The Lion and the Lamb
by Peg Keeley

Part 1

(March 1979)

The panic-bar to the heavy metal door gently clicked shut - the sound just barely audible - and the warehouse space was plunged into total darkness. Hugging against the wall in the blackness, Dan Williams could hear the pounding of his own heart and the quiet sound of his breathing as his eyes strained through the darkness. Dressed in black from head to foot including a stocking cap that covered his head leaving just his face and what showing smeared in black grease, he had become one with the darkness. He pulled the infrared goggles over his eyes. A bit of a misnomer, as the vision before him was now in brilliant green. The fifty feet of space before him was clear of obstruction. Most of the building was empty. He glanced to the right and left, not finding what he was seeking. He looked up at the labyrinth of pipes that scrawled overhead. Carefully, Danny stepped out into the room, his gaze still upward. He could feel the urgency of time and it was against him.

It must be up there - there is nowhere else for it to be. Again he turned his head, the surreal vision of green highlighting the walls around him. He crouched down trying to examine the floor for any irregularities. Nothing. His attention was pulled once again to the pipes overhead. Stepping silently across the floor still looking upward he suddenly stopped. The small light blazed brilliant white in the green field. He momentarily lifted the goggles and the small red light gleamed at him through the dark.

He again lowered the goggles. It was nearly thirty feet up to the grid-work of the ceiling. Silently he pulled the slender line from his belt pack. I never quite get past the feeling of being Batman at a time like this. He managed to smile at his thought. With perfect precision, he fired the tiny hand launcher, the end of the line whistled upward and spun around several pipes tightly. He tugged the line. Secure. Clipping the end to the safety harness, the small pulley propelled him upward through the darkness and he grabbed hold of the pipes.

There was a sound at the door below and he quickly pulled back the goggles to prevent blindness when the door opened and he froze, clinging to the pipes by his hands.
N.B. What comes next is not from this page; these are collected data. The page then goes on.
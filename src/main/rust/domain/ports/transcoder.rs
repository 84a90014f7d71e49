use async_trait::async_trait;

use crate::domain::errors::Result;

#[derive(Debug, Clone, Copy, PartialEq, Eq)]
pub struct ProcessExit {
    pub code: Option<i32>,
}

impl ProcessExit {
    pub fn success(&self) -> bool {
        self.code == Some(0)
    }
}

/// Port for launching the external transcoder
#[async_trait]
pub trait TranscoderLauncher: Send + Sync {
    async fn spawn(&self, arguments: Vec<String>) -> Result<Box<dyn TranscoderProcess>>;
}

/// A running transcoder, exclusively owned by whoever spawned it
#[async_trait]
pub trait TranscoderProcess: Send {
    fn pid(&self) -> Option<u32>;

    /// Wait for the process to exit on its own
    async fn wait(&mut self) -> Result<ProcessExit>;

    /// Forcibly terminate; safe to call after exit
    async fn kill(&mut self) -> Result<()>;
}
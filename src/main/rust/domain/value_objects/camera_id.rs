use std::fmt;

use serde::Serialize;

use crate::domain::errors::{DomainError, Result};

/// Prefix of the signaling MIME type used to route realtime offers to a camera
const SIGNALING_MIME_PREFIX: &str = "x-rtc-signaling-doorbell/x-";

/// Opaque vendor identity of a camera, stable for the camera's lifetime
#[derive(Debug, Clone, PartialEq, Eq, Hash, PartialOrd, Ord, Serialize)]
#[serde(transparent)]
pub struct CameraId(String);

impl CameraId {
    pub fn new(id: impl Into<String>) -> Result<Self> {
        let id = id.into();
        let trimmed = id.trim();

        if trimmed.is_empty() || trimmed.len() != id.len() {
            return Err(DomainError::InvalidCameraId(id));
        }
        if trimmed.chars().any(|c| c.is_control() || c == '/') {
            return Err(DomainError::InvalidCameraId(id));
        }

        Ok(Self(id))
    }

    pub fn as_str(&self) -> &str {
        &self.0
    }

    pub fn signaling_mime(&self) -> String {
        format!("{}{}", SIGNALING_MIME_PREFIX, self.0.to_lowercase())
    }

    /// Resolve the camera a signaling MIME type points at
    pub fn matches_signaling_mime(&self, mime: &str) -> bool {
        mime.strip_prefix(SIGNALING_MIME_PREFIX)
            .map(|id| id == self.0.to_lowercase())
            .unwrap_or(false)
    }
}

impl fmt::Display for CameraId {
    fn fmt(&self, f: &mut fmt::Formatter<'_>) -> fmt::Result {
        f.write_str(&self.0)
    }
}
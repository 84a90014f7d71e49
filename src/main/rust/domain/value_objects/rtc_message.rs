use serde::{Deserialize, Serialize};

#[derive(Debug, Clone, Copy, PartialEq, Eq, Serialize, Deserialize)]
#[serde(rename_all = "lowercase")]
pub enum SdpType {
    Offer,
    Answer,
}

#[derive(Debug, Clone, PartialEq, Eq, Serialize, Deserialize)]
pub struct RtcSessionDescription {
    pub sdp: String,
    #[serde(rename = "type")]
    pub sdp_type: SdpType,
}

/// Peer-connection signaling message exchanged with browser-side consumers
#[derive(Debug, Clone, PartialEq, Serialize, Deserialize)]
pub struct RtcAvMessage {
    #[serde(default, skip_serializing_if = "Option::is_none")]
    pub id: Option<String>,
    pub description: RtcSessionDescription,
    #[serde(default)]
    pub candidates: Vec<serde_json::Value>,
    #[serde(default, skip_serializing_if = "Option::is_none")]
    pub configuration: Option<serde_json::Value>,
}

impl RtcAvMessage {
    pub fn answer(sdp: String) -> Self {
        Self {
            id: None,
            description: RtcSessionDescription {
                sdp,
                sdp_type: SdpType::Answer,
            },
            candidates: Vec::new(),
            configuration: None,
        }
    }

    pub fn is_offer(&self) -> bool {
        self.description.sdp_type == SdpType::Offer
    }
}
At ground level, a guard armed with a rifle entered the warehouse, silhouetted in the doorway by the daylight behind him. He slowly walked around the room, glanced upward once, but did not see the man in camouflage black suspended above him.

Danny's hands were sweating inside the black gloves, the muscles of his arms trembling slightly. I am getting too old for this. The man below him stalled, lighting a cigarette, glanced around the room one more time, then departed, plunging the room back into darkness.

Exhaling slowly, Danny lowered the goggles and again the scene was green. Tightening his tired arm muscles, he curled his back and got his legs and feet up, wrapped them through the pipes and pulled himself to the top of the pipes. He slid towards the small lighted device suspended on the ceiling above the pipe work. He could just reach it with arms stretched upward. Removing the infra-red goggles, he flipped on a small flashlight and slid it into the tight band on the side of the stocking cap, then adjusted the beam slightly.

The bomb, not much larger than a cigar box, was illumined. He paused looking upward at it for a moment. A bad location and a difficult angle. He could only work on it arms stretched overhead and neck hyper-flexed. I'm gonna be sore tonight.

He examined the small device, looking for irregularities, exposed wires, booby-traps. Content that it was clear, he used a small, magnetized screwdriver and loosened the first screw that stuck to the tool. He pocketed the screw and repeated the action carefully three more times. Again examining the cover and finding it clear, he slowly removed it. By this time his arms were again shaking from being held overhead. Dammit, my hands are going numb. But of greater concern was the small timer on the device. To his dismay, he had only 90 seconds to complete the disarming. It was going to be tight.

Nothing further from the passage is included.